● Exercise: Search the records for the word "PeerDirectory" and copy each line in which it appears.

● Provided data:
+--

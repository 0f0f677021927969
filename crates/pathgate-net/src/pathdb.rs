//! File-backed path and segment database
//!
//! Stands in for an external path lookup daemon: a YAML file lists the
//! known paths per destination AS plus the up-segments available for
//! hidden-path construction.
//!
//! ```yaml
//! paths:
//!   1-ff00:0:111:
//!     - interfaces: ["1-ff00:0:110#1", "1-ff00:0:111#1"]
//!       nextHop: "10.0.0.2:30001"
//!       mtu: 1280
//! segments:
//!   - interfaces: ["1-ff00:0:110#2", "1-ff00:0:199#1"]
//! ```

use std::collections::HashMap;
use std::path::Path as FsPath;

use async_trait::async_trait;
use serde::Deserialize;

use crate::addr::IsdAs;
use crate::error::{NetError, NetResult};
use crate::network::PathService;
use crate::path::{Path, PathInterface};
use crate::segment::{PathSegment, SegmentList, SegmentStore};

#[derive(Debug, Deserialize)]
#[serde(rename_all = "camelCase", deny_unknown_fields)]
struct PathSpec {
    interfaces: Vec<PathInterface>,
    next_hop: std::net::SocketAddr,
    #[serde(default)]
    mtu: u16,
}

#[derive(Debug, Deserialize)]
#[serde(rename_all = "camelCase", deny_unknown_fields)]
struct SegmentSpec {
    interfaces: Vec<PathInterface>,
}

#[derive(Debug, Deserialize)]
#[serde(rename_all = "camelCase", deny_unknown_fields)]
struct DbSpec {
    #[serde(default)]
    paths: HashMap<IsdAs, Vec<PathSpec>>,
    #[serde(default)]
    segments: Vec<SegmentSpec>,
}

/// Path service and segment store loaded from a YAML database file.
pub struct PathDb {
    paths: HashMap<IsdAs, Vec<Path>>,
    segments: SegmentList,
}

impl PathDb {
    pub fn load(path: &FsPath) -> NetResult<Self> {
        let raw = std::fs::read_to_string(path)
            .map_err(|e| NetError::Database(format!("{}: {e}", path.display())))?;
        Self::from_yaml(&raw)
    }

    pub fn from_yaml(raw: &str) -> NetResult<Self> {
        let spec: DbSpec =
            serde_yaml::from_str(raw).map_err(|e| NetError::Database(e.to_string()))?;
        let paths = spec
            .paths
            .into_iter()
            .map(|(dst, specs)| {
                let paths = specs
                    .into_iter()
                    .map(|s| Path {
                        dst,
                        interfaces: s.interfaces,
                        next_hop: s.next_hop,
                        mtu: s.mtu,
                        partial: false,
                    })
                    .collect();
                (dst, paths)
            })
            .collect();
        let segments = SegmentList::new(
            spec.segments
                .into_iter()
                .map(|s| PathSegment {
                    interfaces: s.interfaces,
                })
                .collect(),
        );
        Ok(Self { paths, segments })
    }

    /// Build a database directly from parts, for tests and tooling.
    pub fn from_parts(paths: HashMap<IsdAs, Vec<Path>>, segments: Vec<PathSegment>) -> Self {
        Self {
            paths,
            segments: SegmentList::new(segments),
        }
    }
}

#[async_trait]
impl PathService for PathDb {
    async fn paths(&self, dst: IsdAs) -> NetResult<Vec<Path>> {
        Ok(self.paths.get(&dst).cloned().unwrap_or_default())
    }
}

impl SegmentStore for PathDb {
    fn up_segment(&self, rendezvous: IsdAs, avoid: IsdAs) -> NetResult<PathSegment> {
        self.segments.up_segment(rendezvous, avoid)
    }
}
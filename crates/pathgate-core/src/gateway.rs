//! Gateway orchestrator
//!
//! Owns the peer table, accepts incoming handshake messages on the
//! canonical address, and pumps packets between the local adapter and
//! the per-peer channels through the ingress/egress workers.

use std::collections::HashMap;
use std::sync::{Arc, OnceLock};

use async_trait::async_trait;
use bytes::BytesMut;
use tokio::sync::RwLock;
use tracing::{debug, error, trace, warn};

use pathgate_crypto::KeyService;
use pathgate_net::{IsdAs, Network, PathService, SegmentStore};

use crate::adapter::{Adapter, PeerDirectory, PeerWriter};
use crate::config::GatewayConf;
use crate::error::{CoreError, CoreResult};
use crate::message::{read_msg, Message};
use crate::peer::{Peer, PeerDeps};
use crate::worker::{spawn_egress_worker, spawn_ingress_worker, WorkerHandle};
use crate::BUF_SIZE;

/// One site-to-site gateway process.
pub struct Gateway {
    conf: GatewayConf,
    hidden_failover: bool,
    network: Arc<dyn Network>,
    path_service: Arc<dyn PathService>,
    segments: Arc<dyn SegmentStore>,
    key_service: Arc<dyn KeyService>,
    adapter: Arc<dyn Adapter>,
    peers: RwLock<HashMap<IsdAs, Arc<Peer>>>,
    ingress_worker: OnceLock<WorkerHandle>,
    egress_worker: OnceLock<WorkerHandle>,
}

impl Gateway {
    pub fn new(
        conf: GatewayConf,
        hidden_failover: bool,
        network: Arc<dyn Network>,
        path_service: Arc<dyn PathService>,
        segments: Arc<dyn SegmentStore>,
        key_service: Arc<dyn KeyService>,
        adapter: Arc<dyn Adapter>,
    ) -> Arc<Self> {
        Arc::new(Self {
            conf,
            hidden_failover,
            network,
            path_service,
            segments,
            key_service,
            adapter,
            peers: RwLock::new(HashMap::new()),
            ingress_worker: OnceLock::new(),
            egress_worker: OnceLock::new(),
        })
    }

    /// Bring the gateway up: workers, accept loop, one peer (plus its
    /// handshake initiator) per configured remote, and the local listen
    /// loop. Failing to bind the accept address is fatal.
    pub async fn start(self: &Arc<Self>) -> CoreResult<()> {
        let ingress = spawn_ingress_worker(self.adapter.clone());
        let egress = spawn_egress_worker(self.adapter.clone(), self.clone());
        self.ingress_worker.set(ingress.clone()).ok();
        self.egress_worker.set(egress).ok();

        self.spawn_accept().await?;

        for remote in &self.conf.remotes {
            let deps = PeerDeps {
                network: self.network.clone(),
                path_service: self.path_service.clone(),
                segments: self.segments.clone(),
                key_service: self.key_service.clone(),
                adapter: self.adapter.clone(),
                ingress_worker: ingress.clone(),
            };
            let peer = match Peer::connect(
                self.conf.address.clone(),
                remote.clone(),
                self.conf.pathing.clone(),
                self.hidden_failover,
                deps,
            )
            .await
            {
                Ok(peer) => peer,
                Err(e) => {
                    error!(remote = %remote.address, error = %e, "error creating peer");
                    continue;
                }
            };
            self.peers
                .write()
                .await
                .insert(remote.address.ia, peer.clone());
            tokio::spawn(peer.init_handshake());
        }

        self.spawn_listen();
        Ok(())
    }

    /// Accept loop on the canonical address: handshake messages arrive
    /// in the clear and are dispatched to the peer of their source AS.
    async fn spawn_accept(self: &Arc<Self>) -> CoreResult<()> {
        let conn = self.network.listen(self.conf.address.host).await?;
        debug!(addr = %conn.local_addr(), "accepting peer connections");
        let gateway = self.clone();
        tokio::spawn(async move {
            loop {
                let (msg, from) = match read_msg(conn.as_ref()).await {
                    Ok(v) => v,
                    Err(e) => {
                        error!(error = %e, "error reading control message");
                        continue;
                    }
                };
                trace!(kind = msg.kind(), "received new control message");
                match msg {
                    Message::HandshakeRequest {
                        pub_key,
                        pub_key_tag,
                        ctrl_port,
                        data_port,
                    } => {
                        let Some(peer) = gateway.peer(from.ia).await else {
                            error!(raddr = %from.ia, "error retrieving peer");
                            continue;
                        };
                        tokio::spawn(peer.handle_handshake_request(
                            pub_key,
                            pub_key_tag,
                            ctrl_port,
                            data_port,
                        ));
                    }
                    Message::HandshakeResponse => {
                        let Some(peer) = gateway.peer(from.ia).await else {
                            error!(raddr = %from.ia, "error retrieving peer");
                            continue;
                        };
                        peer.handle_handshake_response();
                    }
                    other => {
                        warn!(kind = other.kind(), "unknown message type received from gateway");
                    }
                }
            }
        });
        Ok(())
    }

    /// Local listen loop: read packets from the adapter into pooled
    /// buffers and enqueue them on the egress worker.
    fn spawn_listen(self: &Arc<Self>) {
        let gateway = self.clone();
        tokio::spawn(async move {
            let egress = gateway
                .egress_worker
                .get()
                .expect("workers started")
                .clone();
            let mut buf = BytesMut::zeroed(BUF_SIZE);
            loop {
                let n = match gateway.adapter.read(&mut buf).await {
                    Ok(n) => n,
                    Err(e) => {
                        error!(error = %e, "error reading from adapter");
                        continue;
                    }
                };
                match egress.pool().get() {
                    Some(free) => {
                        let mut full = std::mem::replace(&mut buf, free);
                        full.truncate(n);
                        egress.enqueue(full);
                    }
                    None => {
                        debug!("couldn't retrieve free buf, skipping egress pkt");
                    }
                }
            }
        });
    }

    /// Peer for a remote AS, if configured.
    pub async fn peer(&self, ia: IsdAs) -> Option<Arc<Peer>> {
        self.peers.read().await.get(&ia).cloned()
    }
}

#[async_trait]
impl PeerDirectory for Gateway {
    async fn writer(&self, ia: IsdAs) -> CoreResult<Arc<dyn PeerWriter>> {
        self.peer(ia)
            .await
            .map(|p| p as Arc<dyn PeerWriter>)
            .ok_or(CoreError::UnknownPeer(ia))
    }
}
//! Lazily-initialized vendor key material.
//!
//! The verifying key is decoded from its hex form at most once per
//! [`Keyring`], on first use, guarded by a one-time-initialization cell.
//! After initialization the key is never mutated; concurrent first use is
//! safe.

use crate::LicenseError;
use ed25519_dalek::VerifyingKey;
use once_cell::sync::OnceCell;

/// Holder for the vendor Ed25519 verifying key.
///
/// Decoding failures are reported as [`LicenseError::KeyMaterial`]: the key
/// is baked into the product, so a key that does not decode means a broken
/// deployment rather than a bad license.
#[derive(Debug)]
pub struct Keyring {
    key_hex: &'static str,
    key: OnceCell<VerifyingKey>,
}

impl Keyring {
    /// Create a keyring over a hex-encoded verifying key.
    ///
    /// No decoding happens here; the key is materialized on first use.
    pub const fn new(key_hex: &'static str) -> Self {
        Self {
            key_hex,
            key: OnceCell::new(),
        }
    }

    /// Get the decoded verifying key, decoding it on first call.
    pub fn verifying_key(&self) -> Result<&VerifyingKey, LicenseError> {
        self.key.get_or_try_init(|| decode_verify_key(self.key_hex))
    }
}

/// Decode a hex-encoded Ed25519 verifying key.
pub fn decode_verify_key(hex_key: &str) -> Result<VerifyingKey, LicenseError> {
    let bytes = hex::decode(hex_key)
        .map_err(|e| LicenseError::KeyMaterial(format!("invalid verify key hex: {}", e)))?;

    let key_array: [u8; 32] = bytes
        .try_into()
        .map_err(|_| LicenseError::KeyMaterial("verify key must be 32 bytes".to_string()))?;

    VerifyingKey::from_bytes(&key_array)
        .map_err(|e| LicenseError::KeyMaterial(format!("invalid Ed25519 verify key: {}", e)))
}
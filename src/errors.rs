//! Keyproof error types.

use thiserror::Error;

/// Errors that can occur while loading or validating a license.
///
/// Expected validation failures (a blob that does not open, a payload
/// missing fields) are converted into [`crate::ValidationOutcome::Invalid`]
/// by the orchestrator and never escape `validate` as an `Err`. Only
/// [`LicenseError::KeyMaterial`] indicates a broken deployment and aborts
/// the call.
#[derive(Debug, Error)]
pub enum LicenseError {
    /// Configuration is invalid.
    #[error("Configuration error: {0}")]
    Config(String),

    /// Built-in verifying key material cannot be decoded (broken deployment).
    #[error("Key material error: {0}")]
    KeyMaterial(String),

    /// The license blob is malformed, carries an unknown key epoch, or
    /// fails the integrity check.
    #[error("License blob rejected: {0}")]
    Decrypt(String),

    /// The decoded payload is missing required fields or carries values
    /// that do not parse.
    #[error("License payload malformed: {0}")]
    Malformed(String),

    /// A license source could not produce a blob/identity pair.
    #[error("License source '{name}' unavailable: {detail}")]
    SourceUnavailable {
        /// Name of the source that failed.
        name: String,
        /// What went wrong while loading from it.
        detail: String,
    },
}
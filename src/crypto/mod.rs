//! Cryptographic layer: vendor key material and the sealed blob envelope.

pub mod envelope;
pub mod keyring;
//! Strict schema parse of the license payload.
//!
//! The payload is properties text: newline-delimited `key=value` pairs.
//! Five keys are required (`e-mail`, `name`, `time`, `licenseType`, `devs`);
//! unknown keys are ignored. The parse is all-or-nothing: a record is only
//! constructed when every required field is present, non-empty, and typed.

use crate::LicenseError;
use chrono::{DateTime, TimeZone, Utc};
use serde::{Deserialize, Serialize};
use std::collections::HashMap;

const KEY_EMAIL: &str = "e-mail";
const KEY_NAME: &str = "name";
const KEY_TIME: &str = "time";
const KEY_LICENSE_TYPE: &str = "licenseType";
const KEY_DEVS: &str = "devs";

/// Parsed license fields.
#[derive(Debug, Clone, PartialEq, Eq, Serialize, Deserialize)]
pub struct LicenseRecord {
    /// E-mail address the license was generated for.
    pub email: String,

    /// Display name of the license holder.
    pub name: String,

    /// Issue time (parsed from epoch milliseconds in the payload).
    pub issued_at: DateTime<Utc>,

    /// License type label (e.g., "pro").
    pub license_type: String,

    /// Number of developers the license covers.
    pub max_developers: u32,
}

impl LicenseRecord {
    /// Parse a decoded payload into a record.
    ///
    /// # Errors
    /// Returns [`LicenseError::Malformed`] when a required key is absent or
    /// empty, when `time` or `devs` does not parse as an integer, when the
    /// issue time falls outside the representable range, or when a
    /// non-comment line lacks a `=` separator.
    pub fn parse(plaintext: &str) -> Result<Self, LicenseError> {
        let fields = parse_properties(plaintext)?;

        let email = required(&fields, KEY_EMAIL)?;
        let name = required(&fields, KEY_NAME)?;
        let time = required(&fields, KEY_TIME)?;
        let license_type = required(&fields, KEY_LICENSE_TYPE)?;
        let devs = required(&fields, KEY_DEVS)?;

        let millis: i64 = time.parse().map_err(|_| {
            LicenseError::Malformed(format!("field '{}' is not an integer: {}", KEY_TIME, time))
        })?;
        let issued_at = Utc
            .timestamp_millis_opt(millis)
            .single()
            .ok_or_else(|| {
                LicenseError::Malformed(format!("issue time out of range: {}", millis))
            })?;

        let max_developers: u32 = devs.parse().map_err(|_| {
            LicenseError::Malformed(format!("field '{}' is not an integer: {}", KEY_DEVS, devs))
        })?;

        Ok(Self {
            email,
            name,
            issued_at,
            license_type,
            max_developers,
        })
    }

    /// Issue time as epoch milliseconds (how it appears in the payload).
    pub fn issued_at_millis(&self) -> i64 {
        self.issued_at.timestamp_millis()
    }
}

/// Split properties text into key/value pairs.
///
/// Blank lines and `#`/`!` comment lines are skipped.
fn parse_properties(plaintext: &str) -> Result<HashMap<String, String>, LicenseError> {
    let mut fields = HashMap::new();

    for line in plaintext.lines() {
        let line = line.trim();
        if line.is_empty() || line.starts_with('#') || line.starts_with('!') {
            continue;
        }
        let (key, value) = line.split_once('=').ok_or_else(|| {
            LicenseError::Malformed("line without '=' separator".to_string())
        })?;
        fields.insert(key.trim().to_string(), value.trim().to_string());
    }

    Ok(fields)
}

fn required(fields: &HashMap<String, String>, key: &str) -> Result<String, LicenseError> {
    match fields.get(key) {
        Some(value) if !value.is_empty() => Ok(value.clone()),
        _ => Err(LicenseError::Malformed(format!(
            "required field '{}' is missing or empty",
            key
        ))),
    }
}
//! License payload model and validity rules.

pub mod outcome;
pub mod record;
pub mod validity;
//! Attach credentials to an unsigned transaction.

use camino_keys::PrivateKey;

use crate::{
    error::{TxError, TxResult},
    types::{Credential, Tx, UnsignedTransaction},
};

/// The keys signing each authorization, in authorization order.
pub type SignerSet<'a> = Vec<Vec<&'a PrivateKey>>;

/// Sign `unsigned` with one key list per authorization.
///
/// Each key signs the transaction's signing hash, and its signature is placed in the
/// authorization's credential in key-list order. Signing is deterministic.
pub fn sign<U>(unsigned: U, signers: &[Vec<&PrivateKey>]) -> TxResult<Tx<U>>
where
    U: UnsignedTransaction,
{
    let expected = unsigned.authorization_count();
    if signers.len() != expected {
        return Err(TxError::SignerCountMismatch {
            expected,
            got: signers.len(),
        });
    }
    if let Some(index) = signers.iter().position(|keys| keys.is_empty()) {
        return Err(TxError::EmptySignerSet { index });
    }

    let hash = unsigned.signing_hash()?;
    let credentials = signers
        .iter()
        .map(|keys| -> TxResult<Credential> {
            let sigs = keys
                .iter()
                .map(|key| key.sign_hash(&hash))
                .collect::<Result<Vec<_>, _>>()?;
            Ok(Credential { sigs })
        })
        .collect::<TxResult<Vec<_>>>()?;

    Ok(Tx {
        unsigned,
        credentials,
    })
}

+--

● Answer box:
use crate::adapter::{Adapter, PeerDirectory, PeerWriter};
impl PeerDirectory for Gateway {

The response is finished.